Bottom Line: The intake of vegetable protein was significantly lower in CD patients than in healthy controls (mean difference of 7.8 g/d; 95% CI: 4.7-10.8), as were serum concentrations of tyrosine, phenylalanine and tryptophan (all p < 0.005).However, within the CD patient group, the presence of major depressive disorder (n = 42) was not associated with intake or serum levels of essential amino acids.Despite its potential adverse effect, intake and serum levels of essential amino acids were not related to major depression.

View Article: PubMed Central - PubMed

Affiliation: Institute of Psychology, Leiden University, Leiden, The Netherlands.

ABSTRACT

Introduction: Celiac disease (CD) is associated with an increased risk of major depressive disorder, possibly due to deficiencies in micronutrients in the gluten-free diet. We aimed to investigate whether essential amino acids (i.e., the precursors of serotonin, dopamine and other neurotransmitters) are depleted in the diet and serum of CD patients with major depressive disorder.
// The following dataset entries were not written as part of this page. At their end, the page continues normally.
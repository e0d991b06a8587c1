//! Integration tests for the compiled-in network: layout, end-to-end
//! inference, determinism, concurrency and the graph table.

mod common;

use approx::assert_abs_diff_eq;
use nano_cnn_core::*;

fn setup() -> (Graph, Vec<f32>) {
    common::init_logging();
    let graph = network::build().unwrap();
    let weights = common::weights_blob(&graph, 0x5EED);
    (graph, weights)
}

// =============================================================================
// Static layout
// =============================================================================

#[test]
fn test_weights_offsets_match_blob_layout() {
    let (graph, _) = setup();
    let offsets: Vec<usize> = graph
        .tensors()
        .iter()
        .filter(|t| t.buffer.is_const())
        .map(|t| t.offset())
        .collect();
    // conv0 w/b, conv1 w/b, conv2 w/b, dense LUT4, dense bias
    assert_eq!(offsets, [0, 576, 640, 19072, 19200, 92928, 93184, 93344]);
    assert_eq!(graph.weights_size(), network::WEIGHTS_SIZE);

    let scratch: Vec<usize> = graph
        .nodes()
        .flat_map(|(_, node)| node.scratch.as_slice().to_vec())
        .map(|id| graph.tensor(id).unwrap().element_count())
        .collect();
    assert_eq!(scratch, [9, 2048, 144, 2048, 288, 2048]);
}

#[test]
fn test_every_tensor_lies_within_its_arena() {
    let (graph, _) = setup();
    for t in graph.tensors() {
        let limit = match t.buffer.arena {
            ArenaKind::Weights => graph.weights_size(),
            ArenaKind::Activations => graph.activations_size(),
        };
        assert!(t.offset() + t.byte_size() <= limit, "{:?}", t);
    }
}

#[test]
fn test_activation_lifetimes_share_bytes() {
    let (graph, _) = setup();
    let total: usize = graph
        .tensors()
        .iter()
        .filter(|t| !t.buffer.is_const())
        .map(|t| t.byte_size())
        .sum();
    // the peak (conv2d_2: its input, output, patch and tile) is a lower bound
    assert!(graph.activations_size() >= 65536 + 32768 + 576 + 8192);
    assert!(graph.activations_size() < total);
}

#[test]
fn test_pool_shapes_follow_formula() {
    let (graph, _) = setup();
    let mut checked = 0;
    for (_, node) in graph.nodes() {
        let input = graph.tensor(node.inputs.get(0).unwrap()).unwrap().shape;
        let output = graph.tensor(node.output).unwrap().shape;
        let (pool, conv_hw) = match node.layer {
            LayerKind::Pool(p) => (p.geometry, (input.height, input.width)),
            LayerKind::Conv2d(c) => match c.pool {
                Some(pool) => {
                    let (kh, kw) = c.kernel;
                    let (sh, sw) = c.stride;
                    let h = conv_output_dim(input.height, kh, sh, c.padding.0, c.dilation.0);
                    let w = conv_output_dim(input.width, kw, sw, c.padding.1, c.dilation.1);
                    (pool, (h.unwrap(), w.unwrap()))
                }
                None => continue,
            },
            _ => continue,
        };
        let expect = |dim: usize, k: usize, s: usize, p: usize| (dim + 2 * p - k) / s + 1;
        assert_eq!(output.height, expect(conv_hw.0, pool.size.0, pool.stride.0, pool.pad.0));
        assert_eq!(output.width, expect(conv_hw.1, pool.size.1, pool.stride.1, pool.pad.1));
        checked += 1;
    }
    assert_eq!(checked, 4);
}

// =============================================================================
// Inference
// =============================================================================

#[test]
fn test_uniform_image_gives_probabilities() {
    let (graph, weights) = setup();
    let mut activations = common::aligned_buffer(graph.activations_size());
    let mut ctx = NetworkContext::create(graph);
    ctx.init(common::params(network::MODEL_SIGNATURE, &weights, &mut activations))
        .unwrap();

    let image = vec![0.5f32; 64 * 64];
    let probs = ctx.run_forward(&image).unwrap();
    assert_eq!(probs.len(), network::OUTPUT_CLASSES);
    for &p in probs {
        assert!((0.0..=1.0).contains(&p));
    }
    assert_abs_diff_eq!(probs.iter().sum::<f32>(), 1.0, epsilon = 1e-5);
    assert_eq!(ctx.state(), NetworkState::Ready);
}

#[test]
fn test_run_forward_is_deterministic() {
    let (graph, weights) = setup();
    let mut activations = common::aligned_buffer(graph.activations_size());
    let mut ctx = NetworkContext::create(graph);
    ctx.init(common::params(network::MODEL_SIGNATURE, &weights, &mut activations))
        .unwrap();

    let image = common::test_image(1);
    let first = common::bits(ctx.run_forward(&image).unwrap());
    // something different in between
    ctx.run_forward(&common::test_image(2)).unwrap();
    let second = common::bits(ctx.run_forward(&image).unwrap());
    assert_eq!(first, second);
}

#[test]
fn test_copy_and_alias_inputs_agree() {
    let (graph, weights) = setup();
    let mut activations = common::aligned_buffer(graph.activations_size());
    let mut ctx = NetworkContext::create(graph);
    ctx.init(common::params(network::MODEL_SIGNATURE, &weights, &mut activations))
        .unwrap();

    let image = common::test_image(3);
    let copied = common::bits(ctx.run_forward(&image).unwrap());

    ctx.input_mut().unwrap().copy_from_slice(&image);
    let aliased = common::bits(ctx.run_forward_in_place().unwrap());
    assert_eq!(copied, aliased);
}

#[test]
fn test_predict_is_argmax_of_output() {
    let (graph, weights) = setup();
    let mut activations = common::aligned_buffer(graph.activations_size());
    let mut ctx = NetworkContext::create(graph);
    ctx.init(common::params(network::MODEL_SIGNATURE, &weights, &mut activations))
        .unwrap();

    let image = common::test_image(4);
    let class = ctx.predict(&image).unwrap();
    let probs = ctx.output().unwrap();
    assert!(class < network::OUTPUT_CLASSES);
    assert!(probs.iter().all(|&p| p <= probs[class]));
}

#[test]
fn test_independent_contexts_run_in_parallel() {
    let (graph, weights) = setup();
    let images = [common::test_image(10), common::test_image(11)];

    // sequential reference
    let mut expected = Vec::new();
    {
        let mut activations = common::aligned_buffer(graph.activations_size());
        let mut ctx = NetworkContext::create(graph.clone());
        ctx.init(common::params(network::MODEL_SIGNATURE, &weights, &mut activations))
            .unwrap();
        for image in &images {
            expected.push(common::bits(ctx.run_forward(image).unwrap()));
        }
    }

    let results: Vec<Vec<u32>> = std::thread::scope(|s| {
        let handles: Vec<_> = images
            .iter()
            .map(|image| {
                let graph = graph.clone();
                let weights = &weights;
                s.spawn(move || {
                    let mut activations = common::aligned_buffer(graph.activations_size());
                    let mut ctx = NetworkContext::create(graph);
                    ctx.init(common::params(network::MODEL_SIGNATURE, weights, &mut activations))
                        .unwrap();
                    let mut last = Vec::new();
                    for _ in 0..4 {
                        last = common::bits(ctx.run_forward(image).unwrap());
                    }
                    last
                })
            })
            .collect();
        handles.into_iter().map(|h| h.join().unwrap()).collect()
    });
    assert_eq!(results, expected);
}

#[test]
fn test_check_numerics_reports_first_bad_node() {
    let (graph, weights) = setup();
    let mut activations = common::aligned_buffer(graph.activations_size());
    let config = NetworkConfig { check_numerics: true };
    let mut ctx = NetworkContext::with_config(graph, config);
    ctx.init(common::params(network::MODEL_SIGNATURE, &weights, &mut activations))
        .unwrap();

    ctx.run_forward(&common::test_image(5)).unwrap();

    let poisoned = vec![f32::NAN; 64 * 64];
    let err = ctx.run_forward(&poisoned).unwrap_err();
    assert_eq!(
        err,
        NanoError::Node {
            node: 0,
            kind: "conv2d",
            fault: Fault::NonFinite { index: 0 },
        }
    );
    assert_eq!(ctx.state(), NetworkState::Faulted);
}

// =============================================================================
// Graph table
// =============================================================================

#[test]
fn test_table_round_trip_runs_identically() {
    let (graph, weights) = setup();
    let mut table = vec![0u8; graph.table_len()];
    let written = graph.write_table(&mut table).unwrap();
    assert_eq!(written, table.len());

    let decoded = Graph::from_table(&table, network::MODEL_NAME).unwrap();
    assert_eq!(decoded, graph);

    let image = common::test_image(6);
    let mut outputs = Vec::new();
    for g in [graph, decoded] {
        let mut activations = common::aligned_buffer(g.activations_size());
        let mut ctx = NetworkContext::create(g);
        ctx.init(common::params(network::MODEL_SIGNATURE, &weights, &mut activations))
            .unwrap();
        outputs.push(common::bits(ctx.run_forward(&image).unwrap()));
    }
    assert_eq!(outputs[0], outputs[1]);
}
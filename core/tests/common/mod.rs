//! Shared fixtures for the integration tests.
#![allow(dead_code)]

use nano_cnn_core::*;
use rand::rngs::StdRng;
use rand::{Rng, SeedableRng};

pub fn init_logging() {
    let _ = env_logger::builder().is_test(true).try_init();
}

pub fn seeded_rng(seed: u64) -> StdRng {
    StdRng::seed_from_u64(seed)
}

/// `len` values uniform in `[-scale, scale)`.
pub fn random_vec(rng: &mut StdRng, len: usize, scale: f32) -> Vec<f32> {
    (0..len).map(|_| rng.gen_range(-scale..scale)).collect()
}

/// Zeroed, f32-aligned storage for at least `bytes` bytes.
pub fn aligned_buffer(bytes: usize) -> Vec<f32> {
    vec![0.0; bytes.div_ceil(4)]
}

/// Overwrite `bytes.len()` bytes of an arena at byte `offset`.
pub fn write_bytes(arena: &mut [f32], offset: usize, bytes: &[u8]) {
    let view: &mut [u8] = bytemuck::cast_slice_mut(arena);
    view[offset..offset + bytes.len()].copy_from_slice(bytes);
}

/// Overwrite floats of an arena starting at byte `offset`.
pub fn write_f32(arena: &mut [f32], offset: usize, values: &[f32]) {
    write_bytes(arena, offset, bytemuck::cast_slice(values));
}

/// Weights blob for `graph` filled with reproducible values.
///
/// F32 tensors get uniform values scaled by `1/sqrt(fan_in)`; LUT4 tensors
/// get an evenly spaced table and random indices.
pub fn weights_blob(graph: &Graph, seed: u64) -> Vec<f32> {
    let mut words = aligned_buffer(graph.weights_size());
    let mut rng = seeded_rng(seed);
    for t in graph.tensors().iter().filter(|t| t.buffer.is_const()) {
        match t.format {
            Format::F32 => {
                let fan_in = t.shape.channels * t.shape.height * t.shape.width;
                let scale = 1.0 / (fan_in as f32).sqrt();
                let values = random_vec(&mut rng, t.element_count(), scale);
                write_f32(&mut words, t.offset(), &values);
            }
            Format::Lut4F32 => {
                let table: Vec<f32> = (0..16).map(|i| (i as f32 - 7.5) / 16.0).collect();
                write_f32(&mut words, t.offset(), &table);
                let packed: Vec<u8> = (0..t.element_count().div_ceil(2))
                    .map(|_| rng.gen::<u8>())
                    .collect();
                write_bytes(&mut words, t.offset() + 64, &packed);
            }
        }
    }
    words
}

pub fn params<'w, 'a>(
    signature: u32,
    weights: &'w [f32],
    activations: &'a mut [f32],
) -> NetworkParams<'w, 'a> {
    NetworkParams {
        signature,
        weights: bytemuck::cast_slice(weights),
        activations: bytemuck::cast_slice_mut(activations),
    }
}

/// A deterministic 64×64 test image in `[0, 1)`.
pub fn test_image(seed: u64) -> Vec<f32> {
    let mut rng = seeded_rng(seed);
    (0..network::INPUT_SHAPE.element_count())
        .map(|_| rng.gen_range(0.0..1.0))
        .collect()
}

pub fn bits(values: &[f32]) -> Vec<u32> {
    values.iter().map(|v| v.to_bits()).collect()
}
//! Error types for the nano-cnn-core library.
//!
//! Every fallible operation returns `NanoResult<T>`. Nothing in the library
//! panics: on a microcontroller a panic halts the device.
//!
//! Two levels:
//! - [`NanoError`]: what the caller sees (configuration faults at `init`,
//!   caller-contract violations, and node failures wrapped with the node's
//!   identity).
//! - [`Fault`]: what a single layer node reports from `validate`/`forward`.

use thiserror::Error;

use crate::tensor::{ArenaKind, Shape};

/// Fault raised by one layer node.
#[derive(Debug, Clone, Copy, PartialEq, Eq, Error)]
pub enum Fault {
    #[error("node is not bound to an arena")]
    NotInitialized,
    #[error("shape mismatch: expected {expected}, found {actual}")]
    ShapeMismatch { expected: Shape, actual: Shape },
    #[error("buffer too small: {required} bytes required, {available} available")]
    BufferTooSmall { required: usize, available: usize },
    #[error("buffer [{offset}, {end}) lies outside the arena")]
    BufferOutOfBounds { offset: usize, end: usize },
    #[error("buffers overlap at byte {offset}")]
    BufferOverlap { offset: usize },
    #[error("buffer at byte {offset} is not aligned for its element type")]
    Misaligned { offset: usize },
    #[error("missing {role} tensor")]
    MissingTensor { role: &'static str },
    #[error("tensor format not supported by this layer")]
    UnsupportedFormat,
    #[error("tensor lives in the {actual} arena")]
    WrongArena { actual: ArenaKind },
    #[error("invalid layer parameter: {0}")]
    InvalidParameter(&'static str),
    #[error("non-finite value at output element {index}")]
    NonFinite { index: usize },
}

/// All error conditions surfaced by the library.
#[derive(Debug, Clone, Copy, PartialEq, Eq, Error)]
pub enum NanoError {
    // -- configuration faults (init) --
    #[error("{arena} arena has no backing memory")]
    NullBase { arena: ArenaKind },
    #[error("{arena} arena too small: {required} bytes required, {available} available")]
    ArenaTooSmall {
        arena: ArenaKind,
        required: usize,
        available: usize,
    },
    #[error("{arena} arena base is not {align}-byte aligned")]
    Misaligned { arena: ArenaKind, align: usize },
    #[error("model signature mismatch: expected {expected:#010x}, got {actual:#010x}")]
    SignatureMismatch { expected: u32, actual: u32 },

    // -- execution faults (run_forward) --
    #[error("network is not initialized")]
    NotInitialized,
    #[error("network is faulted; call init again")]
    Faulted,
    #[error("no completed forward pass")]
    NoOutput,
    #[error("node {node} ({kind}) failed: {fault}")]
    Node {
        node: usize,
        kind: &'static str,
        fault: Fault,
    },

    // -- caller contract --
    #[error("invalid input length: expected {expected}, got {actual}")]
    InvalidInputLength { expected: usize, actual: usize },

    // -- graph construction / table decoding --
    #[error("node {node} ({kind}) is invalid: {fault}")]
    InvalidNode {
        node: usize,
        kind: &'static str,
        fault: Fault,
    },
    #[error("dimension mismatch: expected {expected}, got {actual}")]
    DimensionMismatch { expected: usize, actual: usize },
    #[error("invalid layer parameter: {0}")]
    InvalidParameter(&'static str),
    #[error("graph capacity exceeded: at most {limit} {what}")]
    CapacityExceeded { what: &'static str, limit: usize },
    #[error("invalid graph: {0}")]
    InvalidGraph(&'static str),
    #[error("invalid graph table: {0}")]
    InvalidTable(&'static str),
    #[error("buffer too small: {required} bytes required, {available} available")]
    BufferTooSmall { required: usize, available: usize },
}

pub type NanoResult<T> = Result<T, NanoError>;
// SPDX-License-Identifier: Apache-2.0

/// Internal invariants that the parser checks instead of panicking.
#[derive(Debug, PartialEq, Eq, Clone, Copy)]
pub enum UnexpectedState {
    /// A character was pushed back while another one was still pending.
    PushbackOccupied,
    /// The reader reported more bytes than the buffer it was given.
    ReaderOverrun,
    /// A validated UTF-8 sequence yielded no character.
    EmptyCharacter,
}

/// Errors that can occur during JSON parsing
///
/// Every variant is terminal for the `parse` call that produced it.
#[derive(Debug, PartialEq, Clone)]
pub enum ParseError {
    /// A character that is not legal in the current context.
    ///
    /// Covers misplaced brackets, colons and commas, keywords or numbers
    /// used as object keys, and characters outside the grammar.
    UnexpectedCharacter {
        /// The offending character.
        ch: char,
        /// Zero-based character offset of `ch` in the input.
        offset: usize,
    },
    /// Input ended while an object, array or literal was still open.
    EndOfData,
    /// Input ended before the closing quote of a string.
    UnterminatedString,
    /// A `true`, `false` or `null` keyword was misspelled.
    InvalidLiteral,
    /// A number string could not be parsed.
    InvalidNumber,
    /// Numeric overflow
    NumericOverflow,
    /// The input was not valid UTF-8.
    InvalidUtf8(core::str::Utf8Error),
    /// Error from the underlying reader (I/O error, not end-of-stream)
    ReaderError,
    /// The parser entered an unexpected internal state.
    Unexpected(UnexpectedState),
}

impl From<core::str::Utf8Error> for ParseError {
    fn from(err: core::str::Utf8Error) -> Self {
        ParseError::InvalidUtf8(err)
    }
}

impl From<UnexpectedState> for ParseError {
    fn from(info: UnexpectedState) -> Self {
        ParseError::Unexpected(info)
    }
}

impl core::fmt::Display for ParseError {
    fn fmt(&self, f: &mut core::fmt::Formatter<'_>) -> core::fmt::Result {
        match self {
            ParseError::UnexpectedCharacter { ch, offset } => {
                write!(f, "Unexpected [{}] at offset {offset}", ch.escape_debug())
            }
            ParseError::EndOfData => f.write_str("Unexpected end of input"),
            ParseError::UnterminatedString => f.write_str("Unterminated string"),
            ParseError::InvalidLiteral => f.write_str("Invalid literal"),
            ParseError::InvalidNumber => f.write_str("Invalid number"),
            ParseError::NumericOverflow => f.write_str("Number out of range"),
            ParseError::InvalidUtf8(e) => write!(f, "Invalid UTF-8: {e}"),
            _ => write!(f, "{self:?}"),
        }
    }
}

#[cfg(feature = "std")]
impl std::error::Error for ParseError {}
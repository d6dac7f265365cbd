// SPDX-License-Identifier: Apache-2.0

// Shared test support: a handler that records owned copies of every event.
#![allow(dead_code)]

use saxjson::{ChunkReader, Event, Int, ParseError, SaxHandler, SaxParseError, SaxParser};

/// Owned counterpart of [`Event`], comparable after parsing has finished.
#[derive(Debug, PartialEq, Clone)]
pub enum Recorded {
    Start,
    End,
    ObjectStart,
    ObjectEnd,
    ArrayStart,
    ArrayEnd,
    Name(String),
    String(String),
    Integer(Int),
    Double(f64),
    Bool(bool),
    Null,
}

impl From<Event<'_>> for Recorded {
    fn from(event: Event<'_>) -> Self {
        match event {
            Event::Start => Recorded::Start,
            Event::End => Recorded::End,
            Event::ObjectStart => Recorded::ObjectStart,
            Event::ObjectEnd => Recorded::ObjectEnd,
            Event::ArrayStart => Recorded::ArrayStart,
            Event::ArrayEnd => Recorded::ArrayEnd,
            Event::Name(name) => Recorded::Name(name.to_owned()),
            Event::String(s) => Recorded::String(s.to_owned()),
            Event::Integer(val) => Recorded::Integer(val),
            Event::Double(val) => Recorded::Double(val),
            Event::Bool(b) => Recorded::Bool(b),
            Event::Null => Recorded::Null,
        }
    }
}

pub fn name(s: &str) -> Recorded {
    Recorded::Name(s.to_owned())
}

pub fn string(s: &str) -> Recorded {
    Recorded::String(s.to_owned())
}

/// Records every event it receives.
#[derive(Debug, Default)]
pub struct Recorder {
    pub events: Vec<Recorded>,
}

impl SaxHandler for Recorder {
    type Error = ();

    fn handle_event(&mut self, event: Event<'_>) -> Result<(), ()> {
        self.events.push(event.into());
        Ok(())
    }
}

/// Parses `json` and returns the events recorded up to success or failure.
pub fn record(json: &str) -> (Result<(), SaxParseError<()>>, Vec<Recorded>) {
    let mut recorder = Recorder::default();
    let result = SaxParser::from_str(json, &mut recorder).parse();
    (result, recorder.events)
}

/// Same as [`record`], reading `chunk_size` bytes at a time.
pub fn record_chunked(
    json: &str,
    chunk_size: usize,
) -> (Result<(), SaxParseError<()>>, Vec<Recorded>) {
    let mut recorder = Recorder::default();
    let reader = ChunkReader::new(json.as_bytes(), chunk_size);
    let result = SaxParser::new(reader, &mut recorder).parse();
    (result, recorder.events)
}

pub fn parse_ok(json: &str) -> Vec<Recorded> {
    match record(json) {
        (Ok(()), events) => events,
        (Err(e), events) => panic!("{json:?} failed with {e:?} after {events:?}"),
    }
}

pub fn parse_err(json: &str) -> ParseError {
    match record(json) {
        (Err(SaxParseError::Parse(e)), events) => {
            assert_ne!(events.last(), Some(&Recorded::End), "{json:?} reported End");
            e
        }
        (Err(SaxParseError::Handler(())), _) => panic!("{json:?}: recorder never fails"),
        (Ok(()), events) => panic!("{json:?} parsed as {events:?}"),
    }
}
// SPDX-License-Identifier: Apache-2.0

//! A single-pass, SAX-style JSON parser.
//!
//! [`SaxParser`] reads JSON text one character at a time and reports
//! structure and values to a [`SaxHandler`] as it goes, without building a
//! tree. Input comes from any [`Reader`]: [`ChunkReader`] for in-memory data,
//! or [`IoReader`] for `std::io::Read` sources.
//!
//! ```rust
//! use saxjson::{Event, SaxHandler, SaxParser};
//!
//! #[derive(Default)]
//! struct Depth {
//!     current: usize,
//!     max: usize,
//! }
//!
//! impl SaxHandler for Depth {
//!     type Error = ();
//!
//!     fn handle_event(&mut self, event: Event<'_>) -> Result<(), ()> {
//!         match event {
//!             Event::ObjectStart | Event::ArrayStart => {
//!                 self.current += 1;
//!                 self.max = self.max.max(self.current);
//!             }
//!             Event::ObjectEnd | Event::ArrayEnd => self.current -= 1,
//!             _ => {}
//!         }
//!         Ok(())
//!     }
//! }
//!
//! let mut depth = Depth::default();
//! SaxParser::from_str(r#"{ "a": [1, {"b": null}] }"#, &mut depth)
//!     .parse()
//!     .unwrap();
//! assert_eq!(depth.max, 3);
//! ```
//!
//! Strings are reported verbatim: escape sequences are not decoded. Numbers
//! are digits with at most one `.`; the integer width is chosen with the
//! `int8`, `int32` or `int64` feature.

#![cfg_attr(not(any(test, feature = "std")), no_std)]

extern crate alloc;

// Compile-time configuration validation
mod config_check;

mod chunk_reader;
pub use chunk_reader::ChunkReader;

mod context;

mod cursor;

mod int_parser;

mod number_parser;

mod parse_error;
pub use parse_error::{ParseError, UnexpectedState};

mod reader;
#[cfg(feature = "std")]
pub use reader::IoReader;
pub use reader::Reader;

mod sax_parser;
pub use sax_parser::{parse_str, SaxParseError, SaxParser};

mod scanner;

mod shared;
pub use shared::{Event, Int, SaxHandler};
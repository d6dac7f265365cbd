// SPDX-License-Identifier: Apache-2.0

/// Shared types for the parser and its handlers

// Type alias for the configured integer type
#[cfg(feature = "int8")]
pub type Int = i8;
#[cfg(feature = "int32")]
pub type Int = i32;
#[cfg(feature = "int64")]
pub type Int = i64;

/// Events produced by the JSON parser, in document order.
///
/// String payloads borrow the parser's scratch buffer and are only valid for
/// the duration of the handler call that receives them.
#[derive(Debug, PartialEq, Clone, Copy)]
pub enum Event<'a> {
    /// Emitted once before any input is read.
    Start,
    /// Emitted once after the input is exhausted and every container is closed.
    End,
    /// The start of an object (e.g., `{`).
    ObjectStart,
    /// The end of an object (e.g., `}`).
    ObjectEnd,
    /// The start of an array (e.g., `[`).
    ArrayStart,
    /// The end of an array (e.g., `]`).
    ArrayEnd,
    /// An object member name (e.g., `"key"` before `:`).
    Name(&'a str),
    /// A string value, taken verbatim between the quotes.
    String(&'a str),
    /// A number without a decimal point (e.g., `42`).
    Integer(Int),
    /// A number with a decimal point (e.g., `3.14` or `.5`).
    Double(f64),
    /// A boolean value (e.g., `true` or `false`).
    Bool(bool),
    /// A null value (e.g., `null`).
    Null,
}

impl Event<'_> {
    /// Returns true for the value variants (string, numbers, booleans and null).
    pub fn is_value(&self) -> bool {
        matches!(
            self,
            Event::String(_) | Event::Integer(_) | Event::Double(_) | Event::Bool(_) | Event::Null
        )
    }
}

impl core::fmt::Display for Event<'_> {
    fn fmt(&self, f: &mut core::fmt::Formatter<'_>) -> core::fmt::Result {
        match self {
            Event::Start => f.write_str("START"),
            Event::End => f.write_str("END"),
            Event::ObjectStart => f.write_str("OBJECT_START"),
            Event::ObjectEnd => f.write_str("OBJECT_END"),
            Event::ArrayStart => f.write_str("ARRAY_START"),
            Event::ArrayEnd => f.write_str("ARRAY_END"),
            Event::Name(name) => write!(f, "NAME({name})"),
            Event::String(s) => write!(f, "VALUE({s})"),
            Event::Integer(val) => write!(f, "VALUE({val})"),
            Event::Double(val) => write!(f, "VALUE({val})"),
            Event::Bool(b) => write!(f, "VALUE({b})"),
            Event::Null => f.write_str("VALUE"),
        }
    }
}

/// Receives parse events, SAX style.
///
/// The parser calls [`handle_event`](SaxHandler::handle_event) exactly once
/// per lexical unit, synchronously and in document order. Returning an error
/// aborts parsing; the error reaches the caller as
/// [`SaxParseError::Handler`](crate::SaxParseError::Handler).
pub trait SaxHandler {
    /// The error type returned by the handler
    type Error;

    /// Handles a single, complete JSON event.
    fn handle_event(&mut self, event: Event<'_>) -> Result<(), Self::Error>;
}
// SPDX-License-Identifier: Apache-2.0

//! Number sub-lexer.

use alloc::string::String;
use core::str::FromStr;

use crate::cursor::PushbackCursor;
use crate::parse_error::ParseError;
use crate::shared::Int;
use crate::Reader;

#[cfg(feature = "int32")]
use crate::int_parser::from_ascii_i32 as from_ascii;
#[cfg(feature = "int64")]
use crate::int_parser::from_ascii_i64 as from_ascii;
#[cfg(feature = "int8")]
use crate::int_parser::from_ascii_i8 as from_ascii;

/// A converted number. The presence of a `.` alone decides the variant.
#[derive(Debug, PartialEq, Clone, Copy)]
pub enum Number {
    Integer(Int),
    Double(f64),
}

/// Consumes a run of ASCII digits with at most one `.` and converts it.
///
/// The character that ends the run, if any, is pushed back onto the cursor.
/// `scratch` is cleared first and holds the raw text afterwards.
pub fn lex_number<R: Reader>(
    cursor: &mut PushbackCursor<R>,
    scratch: &mut String,
) -> Result<Number, ParseError> {
    scratch.clear();
    let mut seen_dot = false;

    while let Some(c) = cursor.next_char()? {
        match c {
            '0'..='9' => scratch.push(c),
            '.' if !seen_dot => {
                seen_dot = true;
                scratch.push(c);
            }
            '.' => return Err(ParseError::InvalidNumber),
            _ => {
                cursor.unread(c)?;
                break;
            }
        }
    }

    if seen_dot {
        parse_double(scratch)
    } else {
        parse_integer(scratch)
    }
}

fn parse_integer(text: &str) -> Result<Number, ParseError> {
    use crate::int_parser::ConstParseIntegerError;

    match from_ascii(text.as_bytes()) {
        Ok(val) => Ok(Number::Integer(val)),
        Err(ConstParseIntegerError::Overflow) => Err(ParseError::NumericOverflow),
        Err(_) => Err(ParseError::InvalidNumber),
    }
}

/// Accepts `.5`, `5.` and `5.5`; a lone `.` is rejected by `f64::from_str`.
fn parse_double(text: &str) -> Result<Number, ParseError> {
    match f64::from_str(text) {
        Ok(val) if val.is_finite() => Ok(Number::Double(val)),
        Ok(_) => Err(ParseError::NumericOverflow),
        Err(_) => Err(ParseError::InvalidNumber),
    }
}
Methods: In a cross-sectional study we assessed dietary intake of amino acids and serum levels of amino acids, in 77 CD patients on a gluten-free diet and in 33 healthy controls. Major depressive disorder was assessed with structured interviews (using the Mini International Neuropsychiatric Interview Plus). Dietary intake was assessed using a 203-item food frequency questionnaire.

Results: Participants had a mean age of 55 years and 74% were women. The intake of vegetable protein was significantly lower in CD patients than in healthy controls (mean difference of 7.8 g/d; 95% CI: 4.7-10.8), as were serum concentrations of tyrosine, phenylalanine and tryptophan (all p < 0.005). However, within the CD patient group, the presence of major depressive disorder (n = 42) was not associated with intake or serum levels of essential amino acids.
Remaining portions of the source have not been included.